Now, I read somewhere that when your partner or significant other, or whatever you choose to refer to them as, goes to bed, then you also should go to bed. It does not matter if its 9:30 p.m. or 6:30 p.m., you should always go to bed when your partner is ready. This is supposed to help you both maintain a healthier and closer relationship, because during those moments before you go to sleep, you are bonding in ways that many couples don't. So usually, I wait until she is ready to go bed and I will always go with her.

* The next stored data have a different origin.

//! Locations, factions and artifacts.

use serde::{Deserialize, Serialize};

/// A location in the story world.
#[derive(Debug, Clone, PartialEq, Serialize, Deserialize)]
pub struct WorldLocation {
    pub location_id: String,
    pub name: String,
    #[serde(default)]
    pub description: String,

    #[serde(default)]
    pub geography: String,
    #[serde(default)]
    pub climate: String,
    #[serde(default)]
    pub culture: String,
    #[serde(default)]
    pub government: String,
    #[serde(default)]
    pub ruler: Option<String>,
    #[serde(default)]
    pub economy: String,
    #[serde(default)]
    pub resources: Vec<String>,
    #[serde(default)]
    pub history: String,
    #[serde(default)]
    pub myths: Vec<String>,

    /// active, destroyed, inaccessible, ...
    #[serde(default = "default_location_status")]
    pub status: String,
    /// Connected location ids.
    #[serde(default)]
    pub connected_to: Vec<String>,
    /// Faction ids present here.
    #[serde(default)]
    pub factions: Vec<String>,

    #[serde(default)]
    pub first_appearance: Option<String>,
    /// major, minor, background
    #[serde(default = "default_minor")]
    pub importance: String,
    #[serde(default)]
    pub notes: String,
}

fn default_location_status() -> String {
    "active".to_string()
}

fn default_minor() -> String {
    "minor".to_string()
}

impl WorldLocation {
    pub fn new(
        location_id: impl Into<String>,
        name: impl Into<String>,
        description: impl Into<String>,
    ) -> Self {
        Self {
            location_id: location_id.into(),
            name: name.into(),
            description: description.into(),
            geography: String::new(),
            climate: String::new(),
            culture: String::new(),
            government: String::new(),
            ruler: None,
            economy: String::new(),
            resources: Vec::new(),
            history: String::new(),
            myths: Vec::new(),
            status: default_location_status(),
            connected_to: Vec::new(),
            factions: Vec::new(),
            first_appearance: None,
            importance: default_minor(),
            notes: String::new(),
        }
    }

    pub fn first_seen_in(mut self, chapter_id: impl Into<String>) -> Self {
        self.first_appearance = Some(chapter_id.into());
        self
    }
}

/// An organization or group.
#[derive(Debug, Clone, PartialEq, Serialize, Deserialize)]
pub struct Faction {
    pub faction_id: String,
    pub name: String,
    #[serde(default)]
    pub description: String,
    /// protagonist, antagonist, neutral, ...
    #[serde(default)]
    pub alignment: String,

    /// Leader character id.
    #[serde(default)]
    pub leader: Option<String>,
    #[serde(default)]
    pub members: Vec<String>,
    #[serde(default)]
    pub goals: Vec<String>,
    #[serde(default)]
    pub ideology: String,
    /// Location ids controlled.
    #[serde(default)]
    pub territory: Vec<String>,
    #[serde(default)]
    pub allies: Vec<String>,
    #[serde(default)]
    pub enemies: Vec<String>,

    #[serde(default = "default_location_status")]
    pub status: String,
    #[serde(default)]
    pub first_appearance: Option<String>,
    #[serde(default)]
    pub notes: String,
}

/// A significant item.
#[derive(Debug, Clone, PartialEq, Serialize, Deserialize)]
pub struct Artifact {
    pub artifact_id: String,
    pub name: String,
    #[serde(default)]
    pub description: String,
    #[serde(default)]
    pub powers: Vec<String>,
    #[serde(default)]
    pub limitations: Vec<String>,
    #[serde(default)]
    pub origin: String,

    /// Owner character id.
    #[serde(default)]
    pub current_owner: Option<String>,
    #[serde(default)]
    pub location: Option<String>,
    /// possessed, lost, destroyed, unknown
    #[serde(default = "default_artifact_status")]
    pub status: String,

    #[serde(default)]
    pub first_mentioned: Option<String>,
    #[serde(default = "default_minor")]
    pub importance: String,
    #[serde(default)]
    pub notes: String,
}

fn default_artifact_status() -> String {
    "unknown".to_string()
}
use tracing::{info, warn};

use crate::models::{
    Chapter, CharacterStatus, ContinuityViolation, Severity, SeverityCounts, StoryMemory,
    ViolationKind,
};

/// Rule-based continuity checks.
///
/// Rules:
/// - the chapter number follows the last written chapter
/// - characters marked dead do not appear in key events or scene rosters
/// - new scene locations are flagged for awareness
/// - character moments only name characters the story knows
#[derive(Debug, Clone, Copy, Default)]
pub struct ContinuityChecker;

impl ContinuityChecker {
    pub fn new() -> Self {
        Self
    }

    /// All violations found in `chapter` against `memory`.
    ///
    /// `memory` must not yet contain the chapter's own state changes.
    pub fn check_chapter(&self, chapter: &Chapter, memory: &StoryMemory) -> Vec<ContinuityViolation> {
        let mut violations = Vec::new();
        violations.extend(check_timeline(chapter, memory));
        violations.extend(check_character_status(chapter, memory));
        violations.extend(check_locations(chapter, memory));
        violations.extend(check_character_moments(chapter, memory));

        if violations.is_empty() {
            info!(chapter = chapter.chapter_number, "No continuity violations");
        } else {
            for v in &violations {
                warn!(severity = %v.severity, "{}", v.description);
            }
        }
        violations
    }

    pub fn severity_counts(&self, violations: &[ContinuityViolation]) -> SeverityCounts {
        SeverityCounts::from_violations(violations)
    }
}

fn check_timeline(chapter: &Chapter, memory: &StoryMemory) -> Option<ContinuityViolation> {
    let expected = memory.next_chapter_number();
    (chapter.chapter_number != expected).then(|| ContinuityViolation {
        kind: ViolationKind::Timeline,
        severity: Severity::Major,
        description: format!(
            "Chapter number {} does not follow chapter {}",
            chapter.chapter_number, memory.current_chapter_number
        ),
        chapter_reference: chapter.chapter_id.clone(),
        conflicting_info: format!("Expected chapter {expected}"),
        suggested_fix: format!("Renumber the chapter as {expected}"),
    })
}

fn check_character_status(chapter: &Chapter, memory: &StoryMemory) -> Vec<ContinuityViolation> {
    let events: Vec<String> = chapter.key_events.iter().map(|e| e.to_lowercase()).collect();
    let roster: Vec<String> = chapter
        .characters_present
        .iter()
        .filter_map(|name| memory.find_character_id(name))
        .collect();

    memory
        .characters
        .values()
        .filter(|c| c.status == CharacterStatus::Dead)
        .filter(|c| {
            let name = c.name.to_lowercase();
            roster.contains(&c.character_id)
                || (!name.is_empty() && events.iter().any(|e| e.contains(&name)))
        })
        .map(|c| ContinuityViolation {
            kind: ViolationKind::CharacterStatus,
            severity: Severity::Critical,
            description: format!("{} appears but is marked as dead", c.name),
            chapter_reference: chapter.chapter_id.clone(),
            conflicting_info: match &c.last_appearance {
                Some(ch) => format!("Last seen alive in {ch}"),
                None => "Character died in an earlier chapter".to_string(),
            },
            suggested_fix: format!("Either revive {} explicitly or remove the references", c.name),
        })
        .collect()
}

fn check_locations(chapter: &Chapter, memory: &StoryMemory) -> Vec<ContinuityViolation> {
    chapter
        .scene_locations()
        .into_iter()
        .filter(|location| !memory.knows_location(location))
        .map(|location| ContinuityViolation {
            kind: ViolationKind::Location,
            severity: Severity::Minor,
            description: format!("New location introduced: {location}"),
            chapter_reference: chapter.chapter_id.clone(),
            conflicting_info: String::new(),
            suggested_fix: format!("Consider adding {location} to world locations if it is significant"),
        })
        .collect()
}

fn check_character_moments(chapter: &Chapter, memory: &StoryMemory) -> Vec<ContinuityViolation> {
    let Some(outline) = &chapter.outline else {
        return Vec::new();
    };
    outline
        .character_moments
        .keys()
        .filter(|name| memory.find_character_id(name).is_none())
        .map(|name| ContinuityViolation {
            kind: ViolationKind::UnknownCharacter,
            severity: Severity::Major,
            description: format!("Character '{name}' has a development moment but is not in memory"),
            chapter_reference: chapter.chapter_id.clone(),
            conflicting_info: "Character not found in story memory".to_string(),
            suggested_fix: format!("Introduce {name} properly or fix the character name"),
        })
        .collect()
}

#[cfg(test)]
mod tests {
    use super::*;
    use crate::models::{ChapterOutline, Character, Scene, WorldLocation};
    use std::collections::BTreeMap;

    fn memory() -> StoryMemory {
        let mut m = StoryMemory::new("Chronicles", "Aether", "");
        m.characters.insert("char_001".to_string(), Character::new("char_001", "Kael", "reckless"));
        let mut bram = Character::new("char_002", "Old Bram", "gruff");
        bram.status = CharacterStatus::Dead;
        bram.last_appearance = Some("ch_002".to_string());
        m.characters.insert("char_002".to_string(), bram);
        m.locations.insert(
            "loc_001".to_string(),
            WorldLocation::new("loc_001", "Drift Port", "harbor"),
        );
        m.current_chapter_number = 2;
        m
    }

    fn chapter(n: u32, scenes: Vec<Scene>, events: &[&str], moments: &[(&str, &str)]) -> Chapter {
        let outline = ChapterOutline {
            chapter_number: n,
            arc_id: "arc_001".to_string(),
            title: "T".to_string(),
            summary: String::new(),
            scenes,
            key_events: events.iter().map(|e| e.to_string()).collect(),
            character_moments: moments
                .iter()
                .map(|(k, v)| (k.to_string(), v.to_string()))
                .collect::<BTreeMap<_, _>>(),
            cliffhanger: String::new(),
            cliffhanger_type: "mystery".to_string(),
            themes_present: Vec::new(),
            foreshadowing: Vec::new(),
            expected_word_count: 1500,
        };
        Chapter::from_outline(&outline, "text".to_string())
    }

    fn scene(location: &str, characters: &[&str]) -> Scene {
        Scene {
            location: location.to_string(),
            characters: characters.iter().map(|c| c.to_string()).collect(),
            ..Default::default()
        }
    }

    #[test]
    fn test_clean_chapter() {
        let ch = chapter(3, vec![scene("drift port", &["Kael"])], &["Kael finds a map"], &[("Kael", "grows")]);
        assert!(ContinuityChecker::new().check_chapter(&ch, &memory()).is_empty());
    }

    #[test]
    fn test_dead_character_in_roster_or_events() {
        let checker = ContinuityChecker::new();
        let in_roster = chapter(3, vec![scene("Drift Port", &["old bram"])], &[], &[]);
        let in_events = chapter(3, vec![], &["Old Bram's ghost speaks"], &[]);

        for ch in [in_roster, in_events] {
            let violations = checker.check_chapter(&ch, &memory());
            assert_eq!(violations.len(), 1);
            assert_eq!(violations[0].kind, ViolationKind::CharacterStatus);
            assert_eq!(violations[0].severity, Severity::Critical);
            assert!(violations[0].conflicting_info.contains("ch_002"));
        }
    }

    #[test]
    fn test_new_location_is_minor() {
        let ch = chapter(3, vec![scene("Sky Fortress", &[])], &[], &[]);
        let violations = ContinuityChecker::new().check_chapter(&ch, &memory());
        assert_eq!(violations.len(), 1);
        assert_eq!(violations[0].severity, Severity::Minor);
        assert_eq!(ContinuityChecker::new().severity_counts(&violations).blocking(), 0);
    }

    #[test]
    fn test_unknown_character_moment_is_major() {
        let ch = chapter(3, vec![], &[], &[("Zephyr", "arrives")]);
        let violations = ContinuityChecker::new().check_chapter(&ch, &memory());
        assert_eq!(violations.len(), 1);
        assert_eq!(violations[0].kind, ViolationKind::UnknownCharacter);
        assert_eq!(violations[0].severity, Severity::Major);
    }

    #[test]
    fn test_timeline_gap() {
        let ch = chapter(5, vec![], &[], &[]);
        let violations = ContinuityChecker::new().check_chapter(&ch, &memory());
        assert_eq!(violations.len(), 1);
        assert_eq!(violations[0].kind, ViolationKind::Timeline);
    }
}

Tonight I was more than thrilled when she suggested to me lets go to bed early because I have been trying to capitalize on healthy hours of sleeping before my Friday-Monday work week begins (in which I work two late night shifts and two overnight shifts, with some classes in there)

Within minutes I fell asleep, assuming I would be asleep until 7:30. But sometimes my body has other ideas for me. Like waking me up with a bought of sleep apnea mixed in with some gerd . Its quite an annoying and painful process my body sometimes puts me through.

The best and most affective way I have found to help sooth my chest is to eat bread (to soak up the terribly acidy crap thats sitting in my chest and throat) followed my a cough drop to help numb my throat a bit and aid in my breathing normally again. And then I find myself awake for quite some time. I was told by a fellow person with gerd that if you get up and walk around the house it helps everything settle down. Really, it does help me immensely.

So now, I am awake at 1:40 in the morning, blogging about gerd. How lovely of you to read. Facebook is still incredibly boring.

The times they do fly by

So I consider myself somewhat of a half finishable person. I have several brilliant ideas, and I have several things I want to do with myself, and projects I want to create, and places I want to go. These projects I only really finish about half of.

Blogging is one of those things. I could be on a great streak, and then months (or years in my case) could go by and I have not completed anything, or updated my life at all. This possibly stems from the fact that I really think my life is unnecessarily boring and mundane. Or it could just be that I am a lazy fella.

Either way, here I am again in my attempts to blog. Somewhat upon request from a friend, and somewhat upon the fact that I feel like I have so many things to say and so little of it that is actually said, or said for people to hear or read. I am even terrible at writing in my own personal, my eyes only journal. It leads me to feeling guilty and confused, and then I find myself apologizing for not ever writing in my journal, and that I HOPE it can forgive me. In all honesty I think that I should just stop making myself these promises that I am not going to complete. So when I blog I blog... and this is me reattempting to get back (or get started rather)a blog.